If a line of the data below holds the word "must", list it.

Given information:
▼▼▼

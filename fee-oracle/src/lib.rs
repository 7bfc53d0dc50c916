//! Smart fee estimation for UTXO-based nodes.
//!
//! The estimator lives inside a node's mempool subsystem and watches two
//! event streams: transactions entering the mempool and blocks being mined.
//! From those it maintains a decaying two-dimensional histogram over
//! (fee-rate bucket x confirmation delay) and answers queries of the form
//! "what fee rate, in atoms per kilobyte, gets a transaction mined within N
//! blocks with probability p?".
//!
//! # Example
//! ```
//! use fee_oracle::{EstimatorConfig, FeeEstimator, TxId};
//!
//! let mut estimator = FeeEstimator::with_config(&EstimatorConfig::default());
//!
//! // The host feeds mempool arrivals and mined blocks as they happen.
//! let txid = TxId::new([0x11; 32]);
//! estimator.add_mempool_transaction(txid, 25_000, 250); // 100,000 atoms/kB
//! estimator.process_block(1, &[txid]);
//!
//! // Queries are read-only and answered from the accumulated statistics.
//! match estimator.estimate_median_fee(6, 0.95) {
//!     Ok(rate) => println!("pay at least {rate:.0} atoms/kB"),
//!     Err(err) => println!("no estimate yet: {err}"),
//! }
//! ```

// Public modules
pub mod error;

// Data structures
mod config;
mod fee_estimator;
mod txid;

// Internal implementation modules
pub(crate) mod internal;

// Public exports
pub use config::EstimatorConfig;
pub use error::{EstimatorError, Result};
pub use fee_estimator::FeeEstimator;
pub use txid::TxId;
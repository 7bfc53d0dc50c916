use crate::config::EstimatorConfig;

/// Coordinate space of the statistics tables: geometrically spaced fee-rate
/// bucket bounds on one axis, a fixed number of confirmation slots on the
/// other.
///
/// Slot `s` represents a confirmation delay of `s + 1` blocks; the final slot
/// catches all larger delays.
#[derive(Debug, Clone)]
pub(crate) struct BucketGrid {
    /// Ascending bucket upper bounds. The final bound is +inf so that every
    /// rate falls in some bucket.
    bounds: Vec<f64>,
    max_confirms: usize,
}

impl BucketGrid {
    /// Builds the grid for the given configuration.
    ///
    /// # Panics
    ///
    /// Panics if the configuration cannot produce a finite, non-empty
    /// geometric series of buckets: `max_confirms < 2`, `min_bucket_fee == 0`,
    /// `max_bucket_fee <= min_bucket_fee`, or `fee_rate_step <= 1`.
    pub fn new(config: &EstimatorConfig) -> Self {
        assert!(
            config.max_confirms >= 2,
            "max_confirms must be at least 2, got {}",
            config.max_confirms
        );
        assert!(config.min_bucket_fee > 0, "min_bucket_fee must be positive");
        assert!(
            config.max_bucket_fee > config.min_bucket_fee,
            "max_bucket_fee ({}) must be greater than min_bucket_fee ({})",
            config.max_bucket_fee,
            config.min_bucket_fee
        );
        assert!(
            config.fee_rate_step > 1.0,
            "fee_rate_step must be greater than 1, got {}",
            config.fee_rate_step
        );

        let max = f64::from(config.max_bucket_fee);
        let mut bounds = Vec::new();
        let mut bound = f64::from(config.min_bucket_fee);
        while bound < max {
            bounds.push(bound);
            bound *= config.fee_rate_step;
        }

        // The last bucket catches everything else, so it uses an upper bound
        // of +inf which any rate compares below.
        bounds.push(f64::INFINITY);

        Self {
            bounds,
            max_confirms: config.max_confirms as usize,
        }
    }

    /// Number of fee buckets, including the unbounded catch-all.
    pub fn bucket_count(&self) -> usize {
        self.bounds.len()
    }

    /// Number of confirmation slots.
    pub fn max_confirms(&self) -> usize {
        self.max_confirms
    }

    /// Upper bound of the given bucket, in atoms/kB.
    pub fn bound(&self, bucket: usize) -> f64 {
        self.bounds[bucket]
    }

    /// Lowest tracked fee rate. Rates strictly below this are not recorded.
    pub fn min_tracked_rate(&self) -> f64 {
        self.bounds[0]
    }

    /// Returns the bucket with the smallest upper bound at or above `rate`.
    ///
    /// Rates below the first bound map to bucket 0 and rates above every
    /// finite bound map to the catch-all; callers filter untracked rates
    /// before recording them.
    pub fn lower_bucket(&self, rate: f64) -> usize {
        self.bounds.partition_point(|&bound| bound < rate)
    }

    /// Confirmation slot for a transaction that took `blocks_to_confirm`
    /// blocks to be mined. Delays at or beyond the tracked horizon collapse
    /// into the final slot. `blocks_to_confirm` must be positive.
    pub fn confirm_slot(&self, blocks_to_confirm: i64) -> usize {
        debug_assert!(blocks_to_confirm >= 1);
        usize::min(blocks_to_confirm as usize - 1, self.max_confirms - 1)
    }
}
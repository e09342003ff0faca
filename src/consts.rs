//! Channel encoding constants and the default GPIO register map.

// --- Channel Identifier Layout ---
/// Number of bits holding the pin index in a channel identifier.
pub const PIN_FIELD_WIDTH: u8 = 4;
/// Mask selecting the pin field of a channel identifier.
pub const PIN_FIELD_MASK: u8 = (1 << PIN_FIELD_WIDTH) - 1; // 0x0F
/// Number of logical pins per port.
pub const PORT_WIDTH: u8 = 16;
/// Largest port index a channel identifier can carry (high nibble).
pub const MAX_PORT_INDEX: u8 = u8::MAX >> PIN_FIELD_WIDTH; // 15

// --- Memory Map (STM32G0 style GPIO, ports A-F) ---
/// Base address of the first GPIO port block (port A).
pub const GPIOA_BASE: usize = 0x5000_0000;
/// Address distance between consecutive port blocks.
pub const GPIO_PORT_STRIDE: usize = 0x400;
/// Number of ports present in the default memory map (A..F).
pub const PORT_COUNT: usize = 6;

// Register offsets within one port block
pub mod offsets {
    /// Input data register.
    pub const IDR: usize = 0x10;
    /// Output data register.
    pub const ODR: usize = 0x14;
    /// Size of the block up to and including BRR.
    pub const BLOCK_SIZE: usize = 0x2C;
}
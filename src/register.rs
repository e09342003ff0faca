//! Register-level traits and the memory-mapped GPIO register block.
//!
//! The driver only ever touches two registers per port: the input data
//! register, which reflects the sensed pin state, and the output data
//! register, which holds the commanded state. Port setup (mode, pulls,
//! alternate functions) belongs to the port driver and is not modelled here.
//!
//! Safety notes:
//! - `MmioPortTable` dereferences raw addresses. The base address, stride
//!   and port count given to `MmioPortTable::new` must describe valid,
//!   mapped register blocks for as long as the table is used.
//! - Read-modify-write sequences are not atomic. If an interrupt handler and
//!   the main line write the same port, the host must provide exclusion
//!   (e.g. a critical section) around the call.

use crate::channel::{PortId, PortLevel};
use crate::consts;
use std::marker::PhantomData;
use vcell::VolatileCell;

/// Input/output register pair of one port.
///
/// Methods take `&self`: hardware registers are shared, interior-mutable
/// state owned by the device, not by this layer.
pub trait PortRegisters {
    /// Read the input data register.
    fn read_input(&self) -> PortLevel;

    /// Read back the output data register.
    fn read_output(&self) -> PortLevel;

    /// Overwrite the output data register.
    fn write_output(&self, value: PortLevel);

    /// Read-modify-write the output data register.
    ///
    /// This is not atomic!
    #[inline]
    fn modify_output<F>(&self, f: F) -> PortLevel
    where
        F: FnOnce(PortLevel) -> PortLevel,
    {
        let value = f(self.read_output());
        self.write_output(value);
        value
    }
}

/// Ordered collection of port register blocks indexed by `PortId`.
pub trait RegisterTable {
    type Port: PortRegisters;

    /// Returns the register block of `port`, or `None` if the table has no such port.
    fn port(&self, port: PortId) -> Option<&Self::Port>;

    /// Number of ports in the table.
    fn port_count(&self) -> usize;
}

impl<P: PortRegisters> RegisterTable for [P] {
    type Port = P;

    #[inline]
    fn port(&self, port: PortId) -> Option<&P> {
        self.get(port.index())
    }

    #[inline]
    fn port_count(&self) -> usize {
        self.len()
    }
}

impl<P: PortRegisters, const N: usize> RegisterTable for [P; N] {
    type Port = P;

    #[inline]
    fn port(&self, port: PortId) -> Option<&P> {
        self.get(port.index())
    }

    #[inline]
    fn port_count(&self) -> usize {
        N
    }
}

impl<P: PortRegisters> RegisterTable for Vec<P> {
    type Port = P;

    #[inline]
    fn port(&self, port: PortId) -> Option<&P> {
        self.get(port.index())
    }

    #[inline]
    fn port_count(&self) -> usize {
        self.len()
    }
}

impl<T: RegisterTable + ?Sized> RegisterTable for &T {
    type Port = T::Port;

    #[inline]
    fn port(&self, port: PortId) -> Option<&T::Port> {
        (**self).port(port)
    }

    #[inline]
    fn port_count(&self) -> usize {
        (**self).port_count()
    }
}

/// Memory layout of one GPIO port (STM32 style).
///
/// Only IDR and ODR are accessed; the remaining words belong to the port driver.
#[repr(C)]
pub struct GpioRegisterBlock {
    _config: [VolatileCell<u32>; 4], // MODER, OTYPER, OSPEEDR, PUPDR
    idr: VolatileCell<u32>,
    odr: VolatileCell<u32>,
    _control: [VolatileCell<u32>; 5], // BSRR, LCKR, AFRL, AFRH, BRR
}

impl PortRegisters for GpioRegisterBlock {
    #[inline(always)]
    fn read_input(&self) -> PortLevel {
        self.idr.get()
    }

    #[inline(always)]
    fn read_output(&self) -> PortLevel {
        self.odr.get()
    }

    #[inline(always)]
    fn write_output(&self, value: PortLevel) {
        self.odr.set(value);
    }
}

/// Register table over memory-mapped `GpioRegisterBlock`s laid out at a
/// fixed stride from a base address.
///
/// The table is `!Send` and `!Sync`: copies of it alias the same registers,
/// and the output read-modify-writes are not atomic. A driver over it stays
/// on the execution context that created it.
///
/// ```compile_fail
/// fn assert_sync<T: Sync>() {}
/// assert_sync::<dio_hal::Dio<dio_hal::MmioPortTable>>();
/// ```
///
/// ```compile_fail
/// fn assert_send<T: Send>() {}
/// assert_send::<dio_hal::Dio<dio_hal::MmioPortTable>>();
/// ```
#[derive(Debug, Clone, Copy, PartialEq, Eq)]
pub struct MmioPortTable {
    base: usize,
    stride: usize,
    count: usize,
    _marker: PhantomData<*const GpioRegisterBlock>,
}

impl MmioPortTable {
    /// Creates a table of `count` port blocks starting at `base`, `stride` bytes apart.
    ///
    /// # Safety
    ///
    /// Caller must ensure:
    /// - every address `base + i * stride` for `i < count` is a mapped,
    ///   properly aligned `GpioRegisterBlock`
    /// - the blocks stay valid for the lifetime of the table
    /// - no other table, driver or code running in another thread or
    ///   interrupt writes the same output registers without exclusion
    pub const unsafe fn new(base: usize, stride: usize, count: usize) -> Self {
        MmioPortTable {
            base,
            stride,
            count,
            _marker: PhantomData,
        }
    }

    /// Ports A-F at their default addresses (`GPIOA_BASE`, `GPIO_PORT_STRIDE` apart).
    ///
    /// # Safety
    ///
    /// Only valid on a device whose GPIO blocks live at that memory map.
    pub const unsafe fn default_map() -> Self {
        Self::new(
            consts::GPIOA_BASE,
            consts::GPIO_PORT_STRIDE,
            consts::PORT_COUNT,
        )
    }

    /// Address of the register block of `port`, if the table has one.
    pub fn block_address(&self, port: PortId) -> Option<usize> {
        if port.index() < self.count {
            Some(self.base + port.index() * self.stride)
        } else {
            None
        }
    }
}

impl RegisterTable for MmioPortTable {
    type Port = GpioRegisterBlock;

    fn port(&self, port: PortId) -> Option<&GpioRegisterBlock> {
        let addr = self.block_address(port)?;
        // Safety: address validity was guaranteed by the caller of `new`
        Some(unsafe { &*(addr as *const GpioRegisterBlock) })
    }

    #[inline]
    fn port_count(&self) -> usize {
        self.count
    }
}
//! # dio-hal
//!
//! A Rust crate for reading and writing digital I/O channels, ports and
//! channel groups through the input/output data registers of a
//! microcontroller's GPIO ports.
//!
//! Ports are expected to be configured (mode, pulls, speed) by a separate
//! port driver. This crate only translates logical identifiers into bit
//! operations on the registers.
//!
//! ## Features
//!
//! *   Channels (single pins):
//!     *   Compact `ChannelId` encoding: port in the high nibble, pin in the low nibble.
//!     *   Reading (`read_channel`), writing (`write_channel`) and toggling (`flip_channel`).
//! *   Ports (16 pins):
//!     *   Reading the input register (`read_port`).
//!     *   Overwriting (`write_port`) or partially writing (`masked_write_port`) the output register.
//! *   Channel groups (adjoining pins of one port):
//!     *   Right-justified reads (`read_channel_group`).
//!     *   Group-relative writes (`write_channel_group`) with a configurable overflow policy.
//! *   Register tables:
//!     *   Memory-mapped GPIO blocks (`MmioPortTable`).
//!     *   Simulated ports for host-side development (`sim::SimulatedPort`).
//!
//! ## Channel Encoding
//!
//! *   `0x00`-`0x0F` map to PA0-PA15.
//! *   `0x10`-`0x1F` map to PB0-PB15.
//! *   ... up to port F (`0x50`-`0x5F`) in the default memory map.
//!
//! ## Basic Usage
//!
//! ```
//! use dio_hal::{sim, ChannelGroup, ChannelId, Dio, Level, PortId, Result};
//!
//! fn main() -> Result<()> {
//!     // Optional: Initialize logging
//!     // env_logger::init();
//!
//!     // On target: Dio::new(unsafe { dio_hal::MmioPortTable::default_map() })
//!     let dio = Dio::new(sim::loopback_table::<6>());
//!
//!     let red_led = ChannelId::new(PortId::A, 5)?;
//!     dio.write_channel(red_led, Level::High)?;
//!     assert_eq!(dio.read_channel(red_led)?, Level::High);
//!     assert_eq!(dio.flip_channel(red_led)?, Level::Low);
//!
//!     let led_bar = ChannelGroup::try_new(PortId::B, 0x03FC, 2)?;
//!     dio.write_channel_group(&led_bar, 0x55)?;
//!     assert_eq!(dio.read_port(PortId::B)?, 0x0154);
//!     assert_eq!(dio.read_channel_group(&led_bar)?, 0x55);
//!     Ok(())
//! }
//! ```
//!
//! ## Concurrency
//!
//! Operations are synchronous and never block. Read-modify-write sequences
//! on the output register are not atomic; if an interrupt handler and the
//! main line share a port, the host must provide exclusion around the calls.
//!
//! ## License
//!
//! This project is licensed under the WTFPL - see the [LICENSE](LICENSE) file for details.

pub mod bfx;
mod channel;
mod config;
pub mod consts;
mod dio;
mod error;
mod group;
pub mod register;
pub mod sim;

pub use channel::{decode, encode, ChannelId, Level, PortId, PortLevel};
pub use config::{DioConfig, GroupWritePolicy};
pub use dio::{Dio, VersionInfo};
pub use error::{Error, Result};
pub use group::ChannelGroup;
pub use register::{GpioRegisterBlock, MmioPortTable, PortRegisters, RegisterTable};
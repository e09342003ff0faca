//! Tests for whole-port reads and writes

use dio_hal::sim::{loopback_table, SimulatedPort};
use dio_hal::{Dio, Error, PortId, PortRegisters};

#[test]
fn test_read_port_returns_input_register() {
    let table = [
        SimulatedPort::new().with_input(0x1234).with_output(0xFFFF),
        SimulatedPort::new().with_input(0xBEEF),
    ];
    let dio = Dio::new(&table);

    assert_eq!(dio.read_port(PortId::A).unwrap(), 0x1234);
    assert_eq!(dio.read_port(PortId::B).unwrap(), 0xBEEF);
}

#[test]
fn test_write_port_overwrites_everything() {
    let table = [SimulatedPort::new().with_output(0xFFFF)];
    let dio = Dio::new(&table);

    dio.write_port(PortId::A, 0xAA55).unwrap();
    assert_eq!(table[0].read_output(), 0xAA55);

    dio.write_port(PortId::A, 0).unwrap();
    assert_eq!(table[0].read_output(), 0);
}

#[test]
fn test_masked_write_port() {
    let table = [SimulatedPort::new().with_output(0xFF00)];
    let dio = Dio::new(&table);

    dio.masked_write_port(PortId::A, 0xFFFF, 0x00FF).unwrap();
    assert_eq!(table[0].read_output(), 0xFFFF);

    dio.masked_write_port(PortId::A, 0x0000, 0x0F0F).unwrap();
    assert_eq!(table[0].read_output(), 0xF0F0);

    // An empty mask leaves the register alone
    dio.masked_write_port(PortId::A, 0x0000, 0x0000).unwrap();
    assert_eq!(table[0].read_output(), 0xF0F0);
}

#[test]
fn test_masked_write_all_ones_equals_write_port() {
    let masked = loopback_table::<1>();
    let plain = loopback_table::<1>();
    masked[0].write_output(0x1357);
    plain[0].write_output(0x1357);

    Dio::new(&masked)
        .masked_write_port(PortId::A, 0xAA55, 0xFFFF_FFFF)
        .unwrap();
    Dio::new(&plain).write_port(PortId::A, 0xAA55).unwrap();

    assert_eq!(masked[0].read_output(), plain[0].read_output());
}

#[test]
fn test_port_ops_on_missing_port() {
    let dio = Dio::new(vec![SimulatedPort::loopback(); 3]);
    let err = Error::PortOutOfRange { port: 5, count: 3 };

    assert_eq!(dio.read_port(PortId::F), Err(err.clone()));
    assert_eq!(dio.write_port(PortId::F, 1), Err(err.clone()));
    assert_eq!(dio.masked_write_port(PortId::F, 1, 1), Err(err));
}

▲▲▲

Exercise answer:
            "max_confirms must be at least 2, got {}",
        assert!(config.min_bucket_fee > 0, "min_bucket_fee must be positive");
            "max_bucket_fee ({}) must be greater than min_bucket_fee ({})",
            "fee_rate_step must be greater than 1, got {}",
    /// into the final slot. `blocks_to_confirm` must be positive.
//!   and port count given to `MmioPortTable::new` must describe valid,
//!   the main line write the same port, the host must provide exclusion
    /// Caller must ensure:
//! main line share a port, the host must provide exclusion around the calls.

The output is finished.